In the 64th minute, Giaccherini gained ground well after a fine forward ball from Brown and almost found Fletcher in the six-yard box.
A minute later, the Italian winger did much better, conjuring up a great delivery from the left which Borini headed powerfully against the crossbar with Guzan beaten.
It was the closest either side was to come to scoring, though it was not for want of trying by either side.
Villa finished the game strongly, but the Sunderland goal rarely looked in any danger, so dominant and disciplined were Brown and O’Shea.
Brown completed his fifth game in a month and has brought genuine resilience to the leakiest defence in the division – only two goals have been conceded by Sunderland while he has been on the pitch in those five games.
As for O’Shea – so much a better centre-half when Brown shoulders the leadership burden – he ended the game limping with a muscle injury.

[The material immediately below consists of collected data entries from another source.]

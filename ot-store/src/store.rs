//! Deduplicating ingest and random-access serving for sample stores.

use std::fs::{self, File};
use std::io::{BufReader, BufWriter, Write};
use std::os::unix::fs::FileExt;
use std::path::{Path, PathBuf};

use rustc_hash::FxHashSet;

use crate::error::StoreError;
use crate::record::{read_record, Sample, RECORD_BYTES};

/// Counters reported by a completed ingest.
#[derive(Debug, Clone, Copy, Default, PartialEq, Eq)]
pub struct IngestSummary {
    pub records_read: u64,
    pub distinct: u64,
    pub duplicates: u64,
}

/// Deduplicate a raw 17-byte sample stream into a new store file.
///
/// Samples are keyed on the full (black, white, move) tuple; membership and
/// insert are O(1) amortized, so a single pass over the input suffices and
/// memory stays proportional to the distinct count. The retained set is
/// sorted by encoded record before writing, so identical raw inputs always
/// produce byte-identical stores. Output goes to a temp file and is renamed
/// into place only once the input is fully consumed; a truncated input
/// aborts the ingest with the offset of the malformed record and publishes
/// nothing.
pub fn ingest(input: &Path, out: &Path) -> Result<IngestSummary, StoreError> {
    let file = File::open(input)?;
    let mut reader = BufReader::new(file);

    let mut seen: FxHashSet<Sample> = FxHashSet::default();
    let mut records_read = 0u64;
    let mut offset = 0u64;
    while let Some(sample) = read_record(&mut reader, offset)? {
        records_read += 1;
        offset += RECORD_BYTES as u64;
        seen.insert(sample);
    }

    let mut retained: Vec<[u8; RECORD_BYTES]> =
        seen.into_iter().map(|s| s.encode()).collect();
    retained.sort_unstable();

    let tmp = tmp_path(out);
    {
        let mut w = BufWriter::new(File::create(&tmp)?);
        for rec in &retained {
            w.write_all(rec)?;
        }
        w.flush()?;
    }
    fs::rename(&tmp, out)?;

    let distinct = retained.len() as u64;
    Ok(IngestSummary {
        records_read,
        distinct,
        duplicates: records_read - distinct,
    })
}

fn tmp_path(out: &Path) -> PathBuf {
    let mut s = out.as_os_str().to_os_string();
    s.push(".tmp");
    PathBuf::from(s)
}

/// Read-only random-access view over a deduplicated store file.
///
/// Reads are positioned (`read_exact_at`), so one handle serves any number
/// of concurrent callers without a shared cursor. The file is treated as
/// immutable for the lifetime of the handle.
pub struct SampleStore {
    path: PathBuf,
    file: File,
    count: u64,
}

impl SampleStore {
    /// Open a store file, validating that its length is a whole number of
    /// records.
    pub fn open(path: &Path) -> Result<Self, StoreError> {
        let file = File::open(path)?;
        let len = file.metadata()?.len();
        if len % RECORD_BYTES as u64 != 0 {
            return Err(StoreError::MalformedStoreLength { len });
        }
        Ok(Self {
            path: path.to_path_buf(),
            file,
            count: len / RECORD_BYTES as u64,
        })
    }

    /// Number of records in the store.
    pub fn len(&self) -> u64 {
        self.count
    }

    pub fn is_empty(&self) -> bool {
        self.count == 0
    }

    pub fn path(&self) -> &Path {
        &self.path
    }

    /// Fetch the record at `ordinal` (0-based).
    ///
    /// Callers are expected to stay within `[0, len)`; anything else is a
    /// contract violation surfaced as `OutOfRange`, never clamped.
    pub fn read_at(&self, ordinal: u64) -> Result<Sample, StoreError> {
        if ordinal >= self.count {
            return Err(StoreError::OutOfRange {
                ordinal,
                count: self.count,
            });
        }
        let mut buf = [0u8; RECORD_BYTES];
        self.file
            .read_exact_at(&mut buf, ordinal * RECORD_BYTES as u64)
            .map_err(|source| StoreError::ReadFailed { ordinal, source })?;
        Ok(Sample::decode(&buf))
    }

    /// Sequential iterator over all records in ordinal order, on its own
    /// buffered handle.
    pub fn iter(&self) -> Result<StoreIter, StoreError> {
        let file = File::open(&self.path)?;
        Ok(StoreIter {
            reader: BufReader::new(file),
            offset: 0,
        })
    }
}

/// Sequential reader over a store, in ordinal order.
pub struct StoreIter {
    reader: BufReader<File>,
    offset: u64,
}

impl Iterator for StoreIter {
    type Item = Result<Sample, StoreError>;

    fn next(&mut self) -> Option<Self::Item> {
        match read_record(&mut self.reader, self.offset) {
            Ok(Some(sample)) => {
                self.offset += RECORD_BYTES as u64;
                Some(Ok(sample))
            }
            Ok(None) => None,
            Err(e) => Some(Err(e)),
        }
    }
}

Both players will be needed to continue their partnership if Sunderland’s recent improvement is to be maintained – together they really are a genuine defensive class act.
For Poyet though – lack of goals notwithstanding – it was a day to be genuinely encouraged.
“It was our best performance away from home, without a doubt,” he said.
“We made it difficult for Villa, we were brave on the ball, we tried to play it the right way and, on top of that, we created three or four really good chances.
“For a team down at the bottom, playing away from home at Villa Park, I didn’t think we did too badly.”
Those sentiments would no doubt have been echoed by Sunderland’s away fans who, for once, were able to return home with something other than scowl.
Those travelling on the Barclays buses had their own journey sweetened by the fact their transport was free.
But Saturday’s display and result must also have offered them a little bit more hope that if Barclays repeat the offer for Premier League clubs next season, Sunderland fans will still be involved in the queue for tickets.